Activity:
Write out each entry once more so that it matches the original exactly.
■ ■ ■ ■ ■
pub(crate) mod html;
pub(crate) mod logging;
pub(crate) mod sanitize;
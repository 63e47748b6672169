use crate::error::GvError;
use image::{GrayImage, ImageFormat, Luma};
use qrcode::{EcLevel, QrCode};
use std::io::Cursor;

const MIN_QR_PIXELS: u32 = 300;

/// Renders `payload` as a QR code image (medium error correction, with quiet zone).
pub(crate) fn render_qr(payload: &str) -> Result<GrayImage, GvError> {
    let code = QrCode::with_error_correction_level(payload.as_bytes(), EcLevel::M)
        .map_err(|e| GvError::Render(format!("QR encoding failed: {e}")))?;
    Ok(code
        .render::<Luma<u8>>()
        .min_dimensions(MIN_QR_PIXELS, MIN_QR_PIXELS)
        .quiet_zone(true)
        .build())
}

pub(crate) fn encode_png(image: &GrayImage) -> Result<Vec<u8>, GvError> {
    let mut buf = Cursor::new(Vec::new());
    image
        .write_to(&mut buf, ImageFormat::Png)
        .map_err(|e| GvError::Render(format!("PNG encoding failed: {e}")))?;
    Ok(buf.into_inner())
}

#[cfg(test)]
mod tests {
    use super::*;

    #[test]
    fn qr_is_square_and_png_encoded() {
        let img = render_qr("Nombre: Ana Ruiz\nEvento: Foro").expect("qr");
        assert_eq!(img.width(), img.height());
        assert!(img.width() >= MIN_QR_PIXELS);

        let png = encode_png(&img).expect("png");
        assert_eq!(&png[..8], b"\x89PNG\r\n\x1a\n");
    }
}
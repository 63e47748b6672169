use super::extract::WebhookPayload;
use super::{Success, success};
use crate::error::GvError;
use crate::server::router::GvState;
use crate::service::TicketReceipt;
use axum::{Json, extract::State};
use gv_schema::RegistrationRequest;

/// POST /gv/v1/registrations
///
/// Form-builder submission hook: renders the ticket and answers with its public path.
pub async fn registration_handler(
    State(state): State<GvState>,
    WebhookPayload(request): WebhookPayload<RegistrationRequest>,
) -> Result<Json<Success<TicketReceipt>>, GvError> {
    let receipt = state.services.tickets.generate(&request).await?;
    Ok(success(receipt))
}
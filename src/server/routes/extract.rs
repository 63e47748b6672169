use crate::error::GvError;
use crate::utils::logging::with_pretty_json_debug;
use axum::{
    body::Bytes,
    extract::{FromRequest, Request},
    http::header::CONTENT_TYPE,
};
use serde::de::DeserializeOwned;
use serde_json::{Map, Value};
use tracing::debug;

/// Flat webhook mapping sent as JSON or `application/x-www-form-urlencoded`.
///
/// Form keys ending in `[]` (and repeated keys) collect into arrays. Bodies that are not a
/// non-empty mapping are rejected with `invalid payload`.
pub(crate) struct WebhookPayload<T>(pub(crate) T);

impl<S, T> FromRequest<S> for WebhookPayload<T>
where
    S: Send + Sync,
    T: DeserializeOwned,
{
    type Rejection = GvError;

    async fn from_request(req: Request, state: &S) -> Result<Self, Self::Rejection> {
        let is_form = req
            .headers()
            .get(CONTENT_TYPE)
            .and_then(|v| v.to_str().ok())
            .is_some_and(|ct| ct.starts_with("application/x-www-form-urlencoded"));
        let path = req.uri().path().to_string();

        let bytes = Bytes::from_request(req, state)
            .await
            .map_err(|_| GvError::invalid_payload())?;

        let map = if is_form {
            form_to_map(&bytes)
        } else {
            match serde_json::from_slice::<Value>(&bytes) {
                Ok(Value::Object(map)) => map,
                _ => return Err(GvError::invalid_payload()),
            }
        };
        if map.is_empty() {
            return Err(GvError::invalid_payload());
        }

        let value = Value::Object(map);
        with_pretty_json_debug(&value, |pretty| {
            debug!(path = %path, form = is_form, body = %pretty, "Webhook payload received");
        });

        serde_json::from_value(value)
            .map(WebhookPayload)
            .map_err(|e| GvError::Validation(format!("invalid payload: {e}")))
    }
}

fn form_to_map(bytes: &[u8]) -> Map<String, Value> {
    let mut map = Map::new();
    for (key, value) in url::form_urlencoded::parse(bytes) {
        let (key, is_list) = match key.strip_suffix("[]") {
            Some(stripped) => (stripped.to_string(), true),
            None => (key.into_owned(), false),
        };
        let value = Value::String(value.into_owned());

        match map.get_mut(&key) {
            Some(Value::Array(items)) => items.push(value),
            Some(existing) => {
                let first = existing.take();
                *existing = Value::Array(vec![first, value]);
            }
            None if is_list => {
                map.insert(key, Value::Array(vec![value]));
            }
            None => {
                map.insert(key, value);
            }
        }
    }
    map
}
■ ■ ■ ■ ■
The answer:
pub(crate) mod html;
pub(crate) mod logging;
pub(crate) mod sanitize;
repository 63e47748b6672169
use crate::error::GvError;
use image::{GrayImage, ImageFormat, Luma};
use qrcode::{EcLevel, QrCode};
use std::io::Cursor;

const MIN_QR_PIXELS: u32 = 300;

/// Renders `payload` as a QR code image (medium error correction, with quiet zone).
pub(crate) fn render_qr(payload: &str) -> Result<GrayImage, GvError> {
    let code = QrCode::with_error_correction_level(payload.as_bytes(), EcLevel::M)
        .map_err(|e| GvError::Render(format!("QR encoding failed: {e}")))?;
    Ok(code
        .render::<Luma<u8>>()
        .min_dimensions(MIN_QR_PIXELS, MIN_QR_PIXELS)
        .quiet_zone(true)
        .build())
}

pub(crate) fn encode_png(image: &GrayImage) -> Result<Vec<u8>, GvError> {
    let mut buf = Cursor::new(Vec::new());
    image
        .write_to(&mut buf, ImageFormat::Png)
        .map_err(|e| GvError::Render(format!("PNG encoding failed: {e}")))?;
    Ok(buf.into_inner())
}

#[cfg(test)]
mod tests {
    use super::*;

    #[test]
    fn qr_is_square_and_png_encoded() {
        let img = render_qr("Nombre: Ana Ruiz\nEvento: Foro").expect("qr");
        assert_eq!(img.width(), img.height());
        assert!(img.width() >= MIN_QR_PIXELS);

        let png = encode_png(&img).expect("png");
        assert_eq!(&png[..8], b"\x89PNG\r\n\x1a\n");
    }
}
repository 63e47748b6672169
use super::extract::WebhookPayload;
use super::{Success, success};
use crate::error::GvError;
use crate::server::router::GvState;
use crate::service::TicketReceipt;
use axum::{Json, extract::State};
use gv_schema::RegistrationRequest;

/// POST /gv/v1/registrations
///
/// Form-builder submission hook: renders the ticket and answers with its public path.
pub async fn registration_handler(
    State(state): State<GvState>,
    WebhookPayload(request): WebhookPayload<RegistrationRequest>,
) -> Result<Json<Success<TicketReceipt>>, GvError> {
    let receipt = state.services.tickets.generate(&request).await?;
    Ok(success(receipt))
}
filename src/server/routes/extract.rs
repository 63e47748b6672169
use crate::error::GvError;
use crate::utils::logging::with_pretty_json_debug;
use axum::{
    body::Bytes,
    extract::{FromRequest, Request},
    http::header::CONTENT_TYPE,
};
use serde::de::DeserializeOwned;
use serde_json::{Map, Value};
use tracing::debug;

/// Flat webhook mapping sent as JSON or `application/x-www-form-urlencoded`.
///
/// Form keys ending in `[]` (and repeated keys) collect into arrays. Bodies that are not a
/// non-empty mapping are rejected with `invalid payload`.
pub(crate) struct WebhookPayload<T>(pub(crate) T);

impl<S, T> FromRequest<S> for WebhookPayload<T>
where
    S: Send + Sync,
    T: DeserializeOwned,
{
    type Rejection = GvError;

    async fn from_request(req: Request, state: &S) -> Result<Self, Self::Rejection> {
        let is_form = req
            .headers()
            .get(CONTENT_TYPE)
            .and_then(|v| v.to_str().ok())
            .is_some_and(|ct| ct.starts_with("application/x-www-form-urlencoded"));
        let path = req.uri().path().to_string();

        let bytes = Bytes::from_request(req, state)
            .await
            .map_err(|_| GvError::invalid_payload())?;

        let map = if is_form {
            form_to_map(&bytes)
        } else {
            match serde_json::from_slice::<Value>(&bytes) {
                Ok(Value::Object(map)) => map,
                _ => return Err(GvError::invalid_payload()),
            }
        };
        if map.is_empty() {
            return Err(GvError::invalid_payload());
        }

        let value = Value::Object(map);
        with_pretty_json_debug(&value, |pretty| {
            debug!(path = %path, form = is_form, body = %pretty, "Webhook payload received");
        });

        serde_json::from_value(value)
            .map(WebhookPayload)
            .map_err(|e| GvError::Validation(format!("invalid payload: {e}")))
    }
}

fn form_to_map(bytes: &[u8]) -> Map<String, Value> {
    let mut map = Map::new();
    for (key, value) in url::form_urlencoded::parse(bytes) {
        let (key, is_list) = match key.strip_suffix("[]") {
            Some(stripped) => (stripped.to_string(), true),
            None => (key.into_owned(), false),
        };
        let value = Value::String(value.into_owned());

        match map.get_mut(&key) {
            Some(Value::Array(items)) => items.push(value),
            Some(existing) => {
                let first = existing.take();
                *existing = Value::Array(vec![first, value]);
            }
            None if is_list => {
                map.insert(key, Value::Array(vec![value]));
            }
            None => {
                map.insert(key, value);
            }
        }
    }
    map
}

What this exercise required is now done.